[What you should do]:
Set down word for word each line from the start of the listing through the line that contains "pub fn is_authenticated(&self)", both included.

Start of Recorded information

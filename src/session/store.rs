use std::sync::Arc;

use tracing::{debug, info, warn};

use super::{Session, UserProfile};
use crate::error::ArmsResult;
use crate::storage::KeyValueStore;

pub const AUTH_TOKEN_KEY: &str = "authToken";
pub const CURRENT_USER_KEY: &str = "currentUser";

/// Owns the in-memory [`Session`] and its two persisted entries.
///
/// The session changes only through `restore`, `save` and `clear`.
pub struct SessionStore {
    storage: Arc<dyn KeyValueStore>,
    session: Session,
}

impl SessionStore {
    /// An anonymous store over `storage`; nothing is read yet
    pub fn new(storage: Arc<dyn KeyValueStore>) -> Self {
        Self {
            storage,
            session: Session::anonymous(),
        }
    }

    /// Construct and immediately restore whatever was persisted
    pub fn open(storage: Arc<dyn KeyValueStore>) -> Self {
        let mut store = Self::new(storage);
        store.restore();
        store
    }

    pub fn session(&self) -> &Session {
        &self.session
    }

    pub fn is_authenticated(&self) -> bool {
        self.session.is_authenticated()
    }

    /// Load the persisted session; never fails.
    ///
    /// A missing or unreadable entry on either key clears both and leaves the
    /// session anonymous.
    pub fn restore(&mut self) -> &Session {
        match self.read_persisted() {
            Ok(Some((token, user))) => {
                debug!(username = %user.username, "restored session");
                self.session = Session::signed_in(token, user);
            }
            Ok(None) => {
                debug!("no persisted session");
                self.clear();
            }
            Err(reason) => {
                warn!(%reason, "discarding persisted session");
                self.clear();
            }
        }
        &self.session
    }

    fn read_persisted(&self) -> Result<Option<(String, UserProfile)>, String> {
        let token = self.storage.get(AUTH_TOKEN_KEY).map_err(|e| e.to_string())?;
        let user = self.storage.get(CURRENT_USER_KEY).map_err(|e| e.to_string())?;

        let (token, user) = match (token, user) {
            (Some(token), Some(user)) => (token, user),
            (None, None) => return Ok(None),
            _ => return Err("only one of token and profile was stored".to_string()),
        };
        if token.trim().is_empty() {
            return Err("stored token is empty".to_string());
        }
        let user: UserProfile =
            serde_json::from_str(&user).map_err(|e| format!("stored profile is unreadable: {}", e))?;
        Ok(Some((token, user)))
    }

    /// Persist both entries, then sign in.
    ///
    /// On a storage failure the in-memory session is untouched and a token
    /// written before a failed profile write is removed again.
    pub fn save(&mut self, token: String, user: UserProfile) -> ArmsResult<&Session> {
        let serialized = serde_json::to_string(&user)?;

        self.storage.set(AUTH_TOKEN_KEY, &token)?;
        if let Err(err) = self.storage.set(CURRENT_USER_KEY, &serialized) {
            if let Err(rollback) = self.storage.remove(AUTH_TOKEN_KEY) {
                warn!(error = %rollback, "could not roll back token after failed profile write");
            }
            return Err(err.into());
        }

        info!(username = %user.username, roles = ?user.roles, "session saved");
        self.session = Session::signed_in(token, user);
        Ok(&self.session)
    }

    /// Sign out and remove both entries; always succeeds in memory
    pub fn clear(&mut self) {
        self.session = Session::anonymous();
        for key in [AUTH_TOKEN_KEY, CURRENT_USER_KEY] {
            if let Err(err) = self.storage.remove(key) {
                warn!(key, error = %err, "could not remove persisted session entry");
            }
        }
    }
}

#[cfg(test)]
mod tests {
    use super::*;
    use crate::api::LoginGrant;
    use crate::error::ArmsError;
    use crate::storage::{MemoryStore, StorageError};
    use chrono::Utc;

    fn profile(username: &str, roles: &[&str]) -> UserProfile {
        let grant = LoginGrant {
            access_token: "t".to_string(),
            token_type: Some("Bearer".to_string()),
            expires_in_ms: Some(3_600_000),
            roles: roles.iter().map(|r| r.to_string()).collect(),
        };
        UserProfile::from_login(username, &grant, Utc::now())
    }

    fn store_over(storage: &MemoryStore) -> SessionStore {
        SessionStore::new(Arc::new(storage.clone()))
    }

    #[test]
    fn save_then_restore_round_trips_through_storage() {
        let storage = MemoryStore::new();
        let mut store = store_over(&storage);
        store.save("t1".to_string(), profile("stu1", &["STUDENT"])).unwrap();
        assert!(store.is_authenticated());
        assert_eq!(storage.get(AUTH_TOKEN_KEY).unwrap().as_deref(), Some("t1"));

        let reopened = SessionStore::open(Arc::new(storage.clone()));
        let session = reopened.session();
        assert!(session.is_authenticated());
        assert_eq!(session.token(), Some("t1"));
        assert_eq!(session.user().unwrap().username, "stu1");
    }

    #[test]
    fn corrupt_profile_clears_both_entries() {
        let storage = MemoryStore::new();
        storage.set(AUTH_TOKEN_KEY, "t1").unwrap();
        storage.set(CURRENT_USER_KEY, "{not json").unwrap();

        let store = SessionStore::open(Arc::new(storage.clone()));
        assert!(!store.is_authenticated());
        assert_eq!(storage.get(AUTH_TOKEN_KEY).unwrap(), None);
        assert_eq!(storage.get(CURRENT_USER_KEY).unwrap(), None);
        assert!(storage.is_empty());
    }

    #[test]
    fn token_without_profile_is_discarded() {
        let storage = MemoryStore::new();
        storage.set(AUTH_TOKEN_KEY, "t1").unwrap();

        let store = SessionStore::open(Arc::new(storage.clone()));
        assert!(!store.is_authenticated());
        assert!(storage.is_empty());
    }

    #[test]
    fn profile_without_username_is_discarded() {
        let storage = MemoryStore::new();
        storage.set(AUTH_TOKEN_KEY, "t1").unwrap();
        storage.set(CURRENT_USER_KEY, r#"{"roles":["ADMIN"]}"#).unwrap();

        let store = SessionStore::open(Arc::new(storage.clone()));
        assert!(!store.is_authenticated());
        assert!(storage.is_empty());
    }

    #[test]
    fn clear_signs_out_and_removes_entries() {
        let storage = MemoryStore::new();
        let mut store = store_over(&storage);
        store.save("t1".to_string(), profile("admin", &["ADMIN"])).unwrap();

        store.clear();
        assert!(!store.is_authenticated());
        assert_eq!(store.session(), &Session::anonymous());
        assert!(storage.is_empty());
    }

    /// Accepts the token write and refuses everything else
    struct ProfileWriteFails {
        inner: MemoryStore,
    }

    impl KeyValueStore for ProfileWriteFails {
        fn get(&self, key: &str) -> Result<Option<String>, StorageError> {
            self.inner.get(key)
        }

        fn set(&self, key: &str, value: &str) -> Result<(), StorageError> {
            if key == CURRENT_USER_KEY {
                return Err(StorageError::Unavailable("disk full".to_string()));
            }
            self.inner.set(key, value)
        }

        fn remove(&self, key: &str) -> Result<(), StorageError> {
            self.inner.remove(key)
        }
    }

    #[test]
    fn failed_save_keeps_previous_session_and_rolls_back_token() {
        let inner = MemoryStore::new();
        let mut store = SessionStore::new(Arc::new(ProfileWriteFails { inner: inner.clone() }));

        let err = store.save("t1".to_string(), profile("stu1", &["STUDENT"])).unwrap_err();
        assert!(matches!(err, ArmsError::Storage(_)));
        assert!(!store.is_authenticated());
        assert!(inner.is_empty());
    }
}
use chrono::{DateTime, Duration, Utc};
use serde::{Deserialize, Serialize};

use crate::api::LoginGrant;

/// The signed-in user as this client knows them.
///
/// Built once per login from the submitted username and the grant; never
/// mutated afterwards. Field names on disk follow the persisted `currentUser`
/// entry (`name`, `expiresInMs`).
#[derive(Debug, Clone, PartialEq, Serialize, Deserialize)]
#[serde(rename_all = "camelCase")]
pub struct UserProfile {
    pub username: String,
    #[serde(rename = "name", default)]
    pub display_name: String,
    #[serde(default)]
    pub email: String,
    #[serde(default)]
    pub roles: Vec<String>,
    #[serde(default)]
    pub token_type: Option<String>,
    #[serde(rename = "expiresInMs", default)]
    pub token_expiry_ms: Option<i64>,
    #[serde(default, skip_serializing_if = "Option::is_none")]
    pub issued_at: Option<DateTime<Utc>>,
}

impl UserProfile {
    pub fn from_login(username: &str, grant: &LoginGrant, issued_at: DateTime<Utc>) -> Self {
        Self {
            username: username.to_string(),
            display_name: username.to_string(),
            email: username.to_string(),
            roles: grant.roles.clone(),
            token_type: grant.token_type.clone(),
            token_expiry_ms: grant.expires_in_ms,
            issued_at: Some(issued_at),
        }
    }

    pub fn expires_at(&self) -> Option<DateTime<Utc>> {
        let issued_at = self.issued_at?;
        let ms = self.token_expiry_ms?;
        issued_at.checked_add_signed(Duration::try_milliseconds(ms)?)
    }

    /// Informational only; the backend decides whether a token is still good
    pub fn is_expired_at(&self, now: DateTime<Utc>) -> bool {
        self.expires_at().is_some_and(|expires| expires <= now)
    }

    pub fn greeting_name(&self) -> &str {
        if self.display_name.is_empty() {
            &self.username
        } else {
            &self.display_name
        }
    }
}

End of Recorded information

[Solution for this task]:
filename src/session/store.rs
use std::sync::Arc;

use tracing::{debug, info, warn};

use super::{Session, UserProfile};
use crate::error::ArmsResult;
use crate::storage::KeyValueStore;

pub const AUTH_TOKEN_KEY: &str = "authToken";
pub const CURRENT_USER_KEY: &str = "currentUser";

/// Owns the in-memory [`Session`] and its two persisted entries.
///
/// The session changes only through `restore`, `save` and `clear`.
pub struct SessionStore {
    storage: Arc<dyn KeyValueStore>,
    session: Session,
}

impl SessionStore {
    /// An anonymous store over `storage`; nothing is read yet
    pub fn new(storage: Arc<dyn KeyValueStore>) -> Self {
        Self {
            storage,
            session: Session::anonymous(),
        }
    }

    /// Construct and immediately restore whatever was persisted
    pub fn open(storage: Arc<dyn KeyValueStore>) -> Self {
        let mut store = Self::new(storage);
        store.restore();
        store
    }

    pub fn session(&self) -> &Session {
        &self.session
    }

    pub fn is_authenticated(&self) -> bool {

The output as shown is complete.